Yup. That was good. And depressing, because it is completely true. It also brings to mind the question which I have pondered a while, of exactly when this country did cease to be a free country. I'd have to say that it was probably either sometime in the 60s or 70s, though a compelling case can be made that you should probably look to the "new deal" Certainly, some major planks for the edifice of the state were laid at that time, though it took a while for them to really take effect because the inertia that had to be overcome was pretty massive. Some of us would say that if you wanted to pick a single point in time, the year 1913 is probably the most pivotal for several reasons, though you really need look no farther than the changes made in the Constitution that year to understand its character.

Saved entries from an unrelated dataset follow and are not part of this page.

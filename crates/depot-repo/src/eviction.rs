//! Eviction of unused proxy cache entries

use chrono::Utc;
use depot_core::{Configuration, Repository, RepositoryPath};
use serde::Serialize;
use std::sync::Arc;
use std::time::Duration;

use crate::error::Result;
use crate::index::ArtifactIndex;
use crate::locks::PathLocks;
use crate::stream;

/// Outcome of one eviction pass
#[derive(Debug, Clone, Default, PartialEq, Serialize)]
pub struct EvictionReport {
    /// Evicted paths as `storage:repository:path`
    pub evicted: Vec<String>,
    /// Stale paths left alone because they were in use
    pub skipped: Vec<String>,
    pub bytes_freed: u64,
}

impl EvictionReport {
    fn merge(&mut self, other: EvictionReport) {
        self.evicted.extend(other.evicted);
        self.skipped.extend(other.skipped);
        self.bytes_freed += other.bytes_freed;
    }
}

/// Removes cached artifacts nobody used for a while
pub struct CacheEvictor {
    index: Arc<ArtifactIndex>,
    locks: Arc<PathLocks>,
}

impl CacheEvictor {
    /// `locks` must be the ones the proxy provider commits under
    pub fn new(index: Arc<ArtifactIndex>, locks: Arc<PathLocks>) -> Self {
        Self { index, locks }
    }

    /// Evict from every proxy repository using the configured maximum age
    pub async fn sweep(&self, config: &Configuration) -> Result<EvictionReport> {
        let mut report = EvictionReport::default();
        for repository in config.repositories().filter(|r| r.is_proxy()) {
            report.merge(self.evict(repository, config.remote.cache_max_age).await?);
        }
        Ok(report)
    }

    /// Evict cached, non-pinned entries of `repository` unused for `max_age`
    ///
    /// Paths that are locked (being fetched or served) are skipped.
    pub async fn evict(&self, repository: &Repository, max_age: Duration) -> Result<EvictionReport> {
        let mut report = EvictionReport::default();
        let Some(cutoff) = chrono::Duration::from_std(max_age)
            .ok()
            .and_then(|age| Utc::now().checked_sub_signed(age))
        else {
            return Ok(report);
        };

        let key = repository.key();
        for entry in self.index.find_stale(&key, cutoff)? {
            let path = match RepositoryPath::new(repository.clone(), &entry.path) {
                Ok(path) => path,
                Err(e) => {
                    tracing::warn!("Dropping unusable index entry {}:{}: {}", key, entry.path, e);
                    self.index.remove(&key, &entry.path)?;
                    continue;
                }
            };

            let Some(_guard) = self.locks.try_acquire(&path.to_string()) else {
                tracing::debug!("{} is busy, not evicting", path);
                report.skipped.push(path.to_string());
                continue;
            };

            match tokio::fs::remove_file(path.absolute()).await {
                Ok(()) => {}
                Err(e) if e.kind() == std::io::ErrorKind::NotFound => {}
                Err(e) => return Err(e.into()),
            }
            stream::remove_sidecars(&path).await?;
            self.index.remove(&key, path.relative())?;

            report.bytes_freed += entry.size;
            report.evicted.push(path.to_string());
        }

        if !report.evicted.is_empty() {
            tracing::info!(
                "Evicted {} artifacts ({} bytes) from {}",
                report.evicted.len(),
                report.bytes_freed,
                key
            );
        }
        Ok(report)
    }
}
//! Depot Artifact Resolution
//!
//! This crate resolves artifacts across the repositories described by
//! `depot-core`:
//!
//! - **Hosted repositories**: local storage with version policy and redeploy checks
//! - **Proxy repositories**: on-demand caching of a remote, with checksum
//!   validation, resumable downloads and one fetch per path at a time
//! - **Group repositories**: ordered lookup over members, filtered by routing rules
//!
//! ## Key Features
//!
//! - **Atomic commits**: artifacts are staged and renamed into place
//! - **SQLite index**: search and count across groups with pagination
//! - **Eviction**: unused proxy cache entries are swept by age
//!
//! ## Example
//!
//! ```rust,no_run
//! use depot_core::ConfigurationManager;
//! use depot_repo::{ArtifactIndex, ArtifactResolutionService};
//! use std::path::Path;
//! use std::sync::Arc;
//! use tokio::io::AsyncReadExt;
//!
//! # async fn example() -> Result<(), Box<dyn std::error::Error>> {
//! let config = Arc::new(ConfigurationManager::load_from(Path::new("depot.yaml"))?);
//! let index = Arc::new(ArtifactIndex::open_at(&ArtifactIndex::default_path(Path::new("storages")))?);
//! let service = ArtifactResolutionService::standard(config, index)?;
//!
//! let mut input = service
//!     .get_input_stream("storage0", "public", "org/foo/bar/1.0/bar-1.0.jar")
//!     .await?;
//! let mut bytes = Vec::new();
//! input.read_to_end(&mut bytes).await?;
//! println!("resolved from {}", input.path());
//! # Ok(())
//! # }
//! ```

pub mod error;
pub mod index;
pub mod checksum;
pub mod locks;
pub mod remote;
pub mod fetch;
pub mod stream;
pub mod routing;
pub mod collector;
pub mod provider;
pub mod eviction;
pub mod service;

// Re-exports for convenience
pub use error::{RepoError, Result};
pub use index::{ArtifactEntry, ArtifactIndex, ArtifactPredicate, Paginator};
pub use checksum::{ChecksumCache, DigestValues, Digests};
pub use locks::{PathGuard, PathLocks};
pub use remote::{
    ByteStream, HttpRemoteFetcher, RemoteCredentials, RemoteFetcher, RemoteRequest, RemoteResponse,
};
pub use stream::{ArtifactInputStream, ArtifactOutputStream};
pub use routing::RoutingRuleChecker;
pub use collector::{CollectedRepositories, GroupRepositorySetCollector};
pub use provider::{
    GroupRepositoryProvider, HostedRepositoryProvider, ProviderRegistry, ProxyRepositoryProvider,
    RepositoryProvider,
};
pub use eviction::{CacheEvictor, EvictionReport};
pub use service::ArtifactResolutionService;
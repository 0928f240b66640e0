//! Proxy repositories: a local cache in front of a remote origin
//!
//! A miss is fetched from the remote under the per-path lock, so concurrent
//! first requests for one path reach the remote once and every later caller
//! finds the committed file.

use async_trait::async_trait;
use depot_core::{ChecksumAlgorithm, Configuration, Repository, RepositoryPath, RepositoryType};
use std::sync::Arc;

use super::RepositoryProvider;
use crate::checksum::{ChecksumCache, DigestValues, Digests, parse_checksum};
use crate::error::{RepoError, Result};
use crate::fetch;
use crate::index::{ArtifactEntry, ArtifactIndex, ArtifactPredicate, Paginator};
use crate::locks::PathLocks;
use crate::remote::{RemoteCredentials, RemoteFetcher, RemoteRequest};
use crate::stream::{self, ArtifactInputStream, ArtifactOutputStream};

pub struct ProxyRepositoryProvider {
    index: Arc<ArtifactIndex>,
    fetcher: Arc<dyn RemoteFetcher>,
    locks: Arc<PathLocks>,
    checksums: Arc<ChecksumCache>,
}

impl ProxyRepositoryProvider {
    pub fn new(
        index: Arc<ArtifactIndex>,
        fetcher: Arc<dyn RemoteFetcher>,
        locks: Arc<PathLocks>,
        checksums: Arc<ChecksumCache>,
    ) -> Self {
        Self {
            index,
            fetcher,
            locks,
            checksums,
        }
    }

    /// Whether `path` can be served from the local cache
    async fn is_cached(&self, config: &Configuration, path: &RepositoryPath) -> Result<bool> {
        let meta = match tokio::fs::metadata(path.absolute()).await {
            Ok(meta) if meta.is_file() => meta,
            Ok(_) => return Ok(false),
            Err(e) if e.kind() == std::io::ErrorKind::NotFound => return Ok(false),
            Err(e) => return Err(e.into()),
        };

        if path.is_metadata() {
            let age = meta.modified().ok().and_then(|m| m.elapsed().ok());
            if age.is_some_and(|age| age >= config.remote.metadata_max_age) {
                tracing::debug!("Cached metadata {} expired", path);
                return Ok(false);
            }
        }

        match self.index.get(&path.key(), path.relative())? {
            Some(entry) => Ok(entry.cached),
            None => Ok(true),
        }
    }

    /// Serve from cache or fetch from the remote; caller holds the path lock
    async fn ensure_cached(&self, config: &Configuration, path: &RepositoryPath) -> Result<bool> {
        if self.is_cached(config, path).await? {
            self.index.touch(&path.key(), path.relative())?;
            tracing::debug!("Cache hit {}", path);
            return Ok(true);
        }

        let remote = path.repository().remote.as_ref().ok_or_else(|| {
            RepoError::ConfigurationInconsistency {
                message: format!("proxy repository {} has no remote", path.key()),
            }
        })?;
        let request = RemoteRequest::new(remote.url_for(path.relative()))
            .with_credentials(RemoteCredentials::from_remote(remote));
        tracing::debug!("Cache miss {}, fetching {}", path, request.url);

        let target = path.absolute();
        if let Some(parent) = target.parent() {
            tokio::fs::create_dir_all(parent).await?;
        }
        let staging = stream::staging_path(&target);

        let fetched = if path.is_checksum() {
            self.fetch_checksum(path, &request, &staging, config.remote.retry_budget)
                .await?
        } else {
            fetch::download(
                self.fetcher.as_ref(),
                &request,
                &staging,
                config.remote.retry_budget,
            )
            .await?
        };
        let Some(digests) = fetched else {
            tracing::debug!("{} not found on remote", request.url);
            return Ok(false);
        };

        if !path.is_checksum() {
            self.checksums.put_all(&path.to_string(), &digests);
        }

        if let Err(e) = stream::commit_staged(path, &staging, &digests, &self.index, false).await {
            let _ = tokio::fs::remove_file(&staging).await;
            return Err(e);
        }

        tracing::info!("Cached {} ({} bytes) from {}", path, digests.size, request.url);
        Ok(true)
    }

    /// Fetch a checksum file into memory, validate it and stage it
    async fn fetch_checksum(
        &self,
        path: &RepositoryPath,
        request: &RemoteRequest,
        staging: &std::path::Path,
        retry_budget: u32,
    ) -> Result<Option<DigestValues>> {
        let Some(content) = fetch::buffer(self.fetcher.as_ref(), request, retry_budget).await?
        else {
            return Ok(None);
        };
        self.validate_checksum(path, &content);

        let mut digests = Digests::new();
        digests.update(&content);
        if let Err(e) = tokio::fs::write(staging, &content).await {
            let _ = tokio::fs::remove_file(staging).await;
            return Err(e.into());
        }
        Ok(Some(digests.finish()))
    }

    /// Compare a fetched checksum file with the digest computed for its
    /// artifact; a mismatch is reported and the cached digest dropped
    fn validate_checksum(&self, path: &RepositoryPath, content: &[u8]) {
        let Some((base, algorithm)) = ChecksumAlgorithm::split(path.relative()) else {
            return;
        };
        let artifact = path.sibling(base).to_string();
        let Some(expected) = self.checksums.get(&artifact, algorithm) else {
            return;
        };

        match parse_checksum(content) {
            Some(actual) if actual == expected => {
                tracing::debug!("{} checksum of {} verified", algorithm, artifact);
            }
            actual => {
                let mismatch = RepoError::ChecksumMismatch {
                    path: artifact.clone(),
                    expected,
                    actual: actual.unwrap_or_default(),
                };
                tracing::warn!("{}", mismatch);
                self.checksums.remove(&artifact, algorithm);
            }
        }
    }
}
//! Repository providers
//!
//! One provider per repository type, looked up through a registry built at
//! startup. Providers answer `Ok(None)` for "nothing here"; translating that
//! into errors is left to the resolution service.

mod group;
mod hosted;
mod proxy;

pub use group::{GroupRepositoryProvider, MAX_SEARCH_ROUNDS};
pub use hosted::HostedRepositoryProvider;
pub use proxy::ProxyRepositoryProvider;

use async_trait::async_trait;
use depot_core::{Configuration, Repository, RepositoryPath, RepositoryType};
use std::collections::HashMap;
use std::sync::Arc;

use crate::checksum::ChecksumCache;
use crate::error::Result;
use crate::index::{ArtifactEntry, ArtifactIndex, ArtifactPredicate, Paginator};
use crate::locks::PathLocks;
use crate::remote::RemoteFetcher;
use crate::stream::{ArtifactInputStream, ArtifactOutputStream};

/// Storage behaviour of one repository type
#[async_trait]
pub trait RepositoryProvider: Send + Sync {
    /// Repository type served by this provider
    fn alias(&self) -> RepositoryType;

    /// Concrete location of `path`, if the artifact exists
    async fn resolve_path(
        &self,
        config: &Configuration,
        path: &RepositoryPath,
    ) -> Result<Option<RepositoryPath>>;

    /// Open the artifact for reading
    async fn get_input_stream(
        &self,
        config: &Configuration,
        path: &RepositoryPath,
    ) -> Result<Option<ArtifactInputStream>>;

    /// Open the artifact for writing; `None` when the repository refuses it
    async fn get_output_stream(
        &self,
        config: &Configuration,
        path: &RepositoryPath,
    ) -> Result<Option<ArtifactOutputStream>>;

    /// Remove the artifact; `false` when there was nothing to remove
    async fn delete(&self, config: &Configuration, path: &RepositoryPath) -> Result<bool>;

    /// Indexed artifacts matching `predicate`, windowed by `paginator`
    async fn search(
        &self,
        config: &Configuration,
        repository: &Repository,
        predicate: &ArtifactPredicate,
        paginator: &Paginator,
    ) -> Result<Vec<ArtifactEntry>>;

    /// Number of distinct artifacts matching `predicate`
    async fn count(
        &self,
        config: &Configuration,
        repository: &Repository,
        predicate: &ArtifactPredicate,
    ) -> Result<u64>;
}

/// Providers by repository type
#[derive(Clone, Default)]
pub struct ProviderRegistry {
    providers: HashMap<RepositoryType, Arc<dyn RepositoryProvider>>,
}

impl ProviderRegistry {
    pub fn new() -> Self {
        Self::default()
    }

    /// Hosted, proxy and group providers over shared storage state
    pub fn standard(
        index: Arc<ArtifactIndex>,
        fetcher: Arc<dyn RemoteFetcher>,
        locks: Arc<PathLocks>,
        checksums: Arc<ChecksumCache>,
    ) -> Self {
        let leaves = Self::new()
            .with(HostedRepositoryProvider::new(index.clone()))
            .with(ProxyRepositoryProvider::new(index.clone(), fetcher, locks, checksums));

        let group = GroupRepositoryProvider::new(leaves.clone(), index);
        leaves.with(group)
    }

    /// Add a provider under its own alias
    pub fn with<P: RepositoryProvider + 'static>(mut self, provider: P) -> Self {
        self.register(Arc::new(provider));
        self
    }

    /// Add or replace a provider under its own alias
    pub fn register(&mut self, provider: Arc<dyn RepositoryProvider>) {
        self.providers.insert(provider.alias(), provider);
    }

    pub fn get(&self, repo_type: &RepositoryType) -> Option<Arc<dyn RepositoryProvider>> {
        self.providers.get(repo_type).cloned()
    }

    /// Provider for a repository
    pub fn for_repository(&self, repository: &Repository) -> Option<Arc<dyn RepositoryProvider>> {
        self.get(&repository.repo_type)
    }
}

impl std::fmt::Debug for ProviderRegistry {
    fn fmt(&self, f: &mut std::fmt::Formatter<'_>) -> std::fmt::Result {
        let mut aliases: Vec<&str> = self.providers.keys().map(RepositoryType::as_str).collect();
        aliases.sort_unstable();
        f.debug_struct("ProviderRegistry")
            .field("providers", &aliases)
            .finish()
    }
}
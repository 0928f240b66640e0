//! Per-artifact-path async locks
//!
//! Serializes the first fetch of a proxied path (single-flight) and keeps the
//! eviction sweep away from paths that are being committed or served.

use std::collections::HashMap;
use std::sync::{Arc, Mutex, PoisonError, Weak};
use tokio::sync::{Mutex as AsyncMutex, OwnedMutexGuard};

/// Guard held while a path is locked
pub type PathGuard = OwnedMutexGuard<()>;

/// Registry of per-path mutexes, dropped once nobody holds them
#[derive(Default)]
pub struct PathLocks {
    locks: Mutex<HashMap<String, Weak<AsyncMutex<()>>>>,
}

impl PathLocks {
    pub fn new() -> Self {
        Self::default()
    }

    fn lock_for(&self, key: &str) -> Arc<AsyncMutex<()>> {
        let mut locks = self.locks.lock().unwrap_or_else(PoisonError::into_inner);
        if let Some(lock) = locks.get(key).and_then(Weak::upgrade) {
            return lock;
        }

        locks.retain(|_, lock| lock.strong_count() > 0);
        let lock = Arc::new(AsyncMutex::new(()));
        locks.insert(key.to_string(), Arc::downgrade(&lock));
        lock
    }

    /// Wait for the lock on `key`
    pub async fn acquire(&self, key: &str) -> PathGuard {
        self.lock_for(key).lock_owned().await
    }

    /// Take the lock on `key` only if it is free
    pub fn try_acquire(&self, key: &str) -> Option<PathGuard> {
        self.lock_for(key).try_lock_owned().ok()
    }

    /// Number of live locks
    pub fn len(&self) -> usize {
        self.locks
            .lock()
            .unwrap_or_else(PoisonError::into_inner)
            .values()
            .filter(|lock| lock.strong_count() > 0)
            .count()
    }

    pub fn is_empty(&self) -> bool {
        self.len() == 0
    }
}
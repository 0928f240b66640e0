//! Hosted repositories: artifacts stored under the repository base directory

use async_trait::async_trait;
use depot_core::{Configuration, Repository, RepositoryPath, RepositoryType};
use std::sync::Arc;

use super::RepositoryProvider;
use crate::error::Result;
use crate::index::{ArtifactEntry, ArtifactIndex, ArtifactPredicate, Paginator};
use crate::stream::{self, ArtifactInputStream, ArtifactOutputStream};

pub struct HostedRepositoryProvider {
    index: Arc<ArtifactIndex>,
}

impl HostedRepositoryProvider {
    pub fn new(index: Arc<ArtifactIndex>) -> Self {
        Self { index }
    }

    /// Whether the repository policy lets `path` be written
    async fn accepts(&self, path: &RepositoryPath) -> Result<bool> {
        if path.coordinates().is_none() {
            return Ok(true);
        }

        let repository = path.repository();
        let snapshot = path.is_snapshot();
        if !repository.policy.accepts(snapshot) {
            tracing::debug!(
                "{} refused by {:?} policy of {}",
                path.relative(),
                repository.policy,
                repository.key()
            );
            return Ok(false);
        }

        if !snapshot
            && !repository.allows_redeployment
            && tokio::fs::try_exists(path.absolute()).await?
        {
            tracing::debug!("{} already deployed, redeployment is disabled", path);
            return Ok(false);
        }

        Ok(true)
    }
}

#[async_trait]
impl RepositoryProvider for HostedRepositoryProvider {
    fn alias(&self) -> RepositoryType {
        RepositoryType::Hosted
    }

    async fn resolve_path(
        &self,
        _config: &Configuration,
        path: &RepositoryPath,
    ) -> Result<Option<RepositoryPath>> {
        match tokio::fs::metadata(path.absolute()).await {
            Ok(meta) if meta.is_file() => Ok(Some(path.clone())),
            Ok(_) => Ok(None),
            Err(e) if e.kind() == std::io::ErrorKind::NotFound => Ok(None),
            Err(e) => Err(e.into()),
        }
    }

    async fn get_input_stream(
        &self,
        _config: &Configuration,
        path: &RepositoryPath,
    ) -> Result<Option<ArtifactInputStream>> {
        ArtifactInputStream::open(path.clone()).await
    }

    async fn get_output_stream(
        &self,
        _config: &Configuration,
        path: &RepositoryPath,
    ) -> Result<Option<ArtifactOutputStream>> {
        if !self.accepts(path).await? {
            return Ok(None);
        }
        let stream = ArtifactOutputStream::create(path.clone(), self.index.clone()).await?;
        Ok(Some(stream))
    }

    async fn delete(&self, _config: &Configuration, path: &RepositoryPath) -> Result<bool> {
        if !tokio::fs::try_exists(path.absolute()).await? {
            return Ok(false);
        }

        if path.repository().trash_enabled {
            stream::move_to_trash(path).await?;
        } else {
            tokio::fs::remove_file(path.absolute()).await?;
        }
        if !path.is_checksum() {
            stream::remove_sidecars(path).await?;
        }
        self.index.remove(&path.key(), path.relative())?;

        tracing::info!("Deleted {}", path);
        Ok(true)
    }

    async fn search(
        &self,
        _config: &Configuration,
        repository: &Repository,
        predicate: &ArtifactPredicate,
        paginator: &Paginator,
    ) -> Result<Vec<ArtifactEntry>> {
        self.index.search(&[repository.key()], predicate, paginator)
    }

    async fn count(
        &self,
        _config: &Configuration,
        repository: &Repository,
        predicate: &ArtifactPredicate,
    ) -> Result<u64> {
        self.index.count(&[repository.key()], predicate)
    }
}
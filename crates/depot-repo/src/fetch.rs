//! Resumable remote download into a staging file
//!
//! The first response tells whether the remote accepts byte ranges. A
//! transient failure after bytes were received is resumed with a `Range`
//! request when possible and fails fast with `RangeNotSupported` otherwise.
//! Small files such as checksums are read into memory instead.

use futures::StreamExt;
use std::path::Path;
use tokio::fs::File;
use tokio::io::AsyncWriteExt;

use crate::checksum::{DigestValues, Digests};
use crate::error::{RepoError, Result};
use crate::remote::{RemoteFetcher, RemoteRequest, RemoteResponse};

/// Download `request` into `staging`, retrying transient failures
///
/// Returns `Ok(None)` when the remote does not have the artifact. The staging
/// file is removed on failure.
pub async fn download(
    fetcher: &dyn RemoteFetcher,
    request: &RemoteRequest,
    staging: &Path,
    retry_budget: u32,
) -> Result<Option<DigestValues>> {
    let result = download_into(fetcher, request, staging, retry_budget).await;
    if !matches!(result, Ok(Some(_))) {
        let _ = tokio::fs::remove_file(staging).await;
    }
    result
}

async fn download_into(
    fetcher: &dyn RemoteFetcher,
    request: &RemoteRequest,
    staging: &Path,
    retry_budget: u32,
) -> Result<Option<DigestValues>> {
    let mut file = File::create(staging).await?;
    let mut digests = Digests::new();
    let mut accepts_ranges = false;
    let mut expected: Option<u64> = None;
    let mut retries = 0;

    loop {
        let received = digests.size();
        let attempt = fetcher.fetch(&request.at_offset(received)).await;

        let outcome = match attempt {
            Ok(None) if received == 0 => return Ok(None),
            Ok(None) => Err(RepoError::HttpError {
                status: 404,
                message: format!("{} disappeared while resuming", request.url),
            }),
            Ok(Some(response)) => {
                if received > 0 && !response.partial {
                    return Err(RepoError::RangeNotSupported {
                        url: request.url.clone(),
                        offset: received,
                    });
                }
                if received == 0 {
                    accepts_ranges = response.accepts_ranges;
                }
                if let Some(length) = response.content_length {
                    expected = Some(received + length);
                }
                copy_body(response, &mut file, &mut digests, expected).await
            }
            Err(e) => Err(e),
        };

        match outcome {
            Ok(()) => break,
            Err(e) if e.is_transient() => {
                let received = digests.size();
                if received > 0 && !accepts_ranges {
                    return Err(RepoError::RangeNotSupported {
                        url: request.url.clone(),
                        offset: received,
                    });
                }
                if retries >= retry_budget {
                    return Err(e);
                }
                retries += 1;
                tracing::warn!(
                    "Transient failure fetching {} at offset {} (retry {}/{}): {}",
                    request.url,
                    received,
                    retries,
                    retry_budget,
                    e
                );
            }
            Err(e) => return Err(e),
        }
    }

    file.flush().await?;
    file.sync_all().await?;
    Ok(Some(digests.finish()))
}

async fn copy_body(
    response: RemoteResponse,
    file: &mut File,
    digests: &mut Digests,
    expected: Option<u64>,
) -> Result<()> {
    let mut body = response.body;
    while let Some(chunk) = body.next().await {
        let chunk = chunk?;
        file.write_all(&chunk).await?;
        digests.update(&chunk);
    }

    match expected {
        Some(total) if digests.size() < total => Err(RepoError::TransientIo {
            message: format!(
                "connection closed after {} of {} bytes",
                digests.size(),
                total
            ),
        }),
        _ => Ok(()),
    }
}

/// Fetch a small body into memory, retrying transient failures from the start
///
/// Returns `Ok(None)` when the remote does not have the file.
pub async fn buffer(
    fetcher: &dyn RemoteFetcher,
    request: &RemoteRequest,
    retry_budget: u32,
) -> Result<Option<Vec<u8>>> {
    let mut retries = 0;
    loop {
        let attempt = match fetcher.fetch(request).await {
            Ok(None) => return Ok(None),
            Ok(Some(response)) => read_body(response).await,
            Err(e) => Err(e),
        };

        match attempt {
            Ok(content) => return Ok(Some(content)),
            Err(e) if e.is_transient() && retries < retry_budget => {
                retries += 1;
                tracing::warn!(
                    "Transient failure fetching {} (retry {}/{}): {}",
                    request.url,
                    retries,
                    retry_budget,
                    e
                );
            }
            Err(e) => return Err(e),
        }
    }
}

async fn read_body(response: RemoteResponse) -> Result<Vec<u8>> {
    let expected = response.content_length;
    let mut content = Vec::new();
    let mut body = response.body;
    while let Some(chunk) = body.next().await {
        content.extend_from_slice(&chunk?);
    }

    match expected {
        Some(total) if (content.len() as u64) < total => Err(RepoError::TransientIo {
            message: format!("connection closed after {} of {} bytes", content.len(), total),
        }),
        _ => Ok(content),
    }
}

The "new deal" was almost certainly the last major push down the road that was actually accurately labelled. I say this because the term itself brings up a question: what was the "old deal"? I would propose that the "old deal" was the one set up under the Constitution. The "new deal" was nothing less than the overthrow of the old. No longer were we a (reasonably) free people with only limited interactions with the government. With the advent of the New Deal, your life and interactions with your fellow citizens could be micromanaged to ever finer and finer levels. Under the terms of the Old Deal, your life, liberty, and property were largely under your own control to do with as you saw fit. Under the New Deal, the government could tell a farmer how many acres of grain he could plant, even if he wanted to make use of it to feed his own animals, because somehow, under this New Deal, grain that would never leave a 50-acre farm can somehow "affect" interstate commerce.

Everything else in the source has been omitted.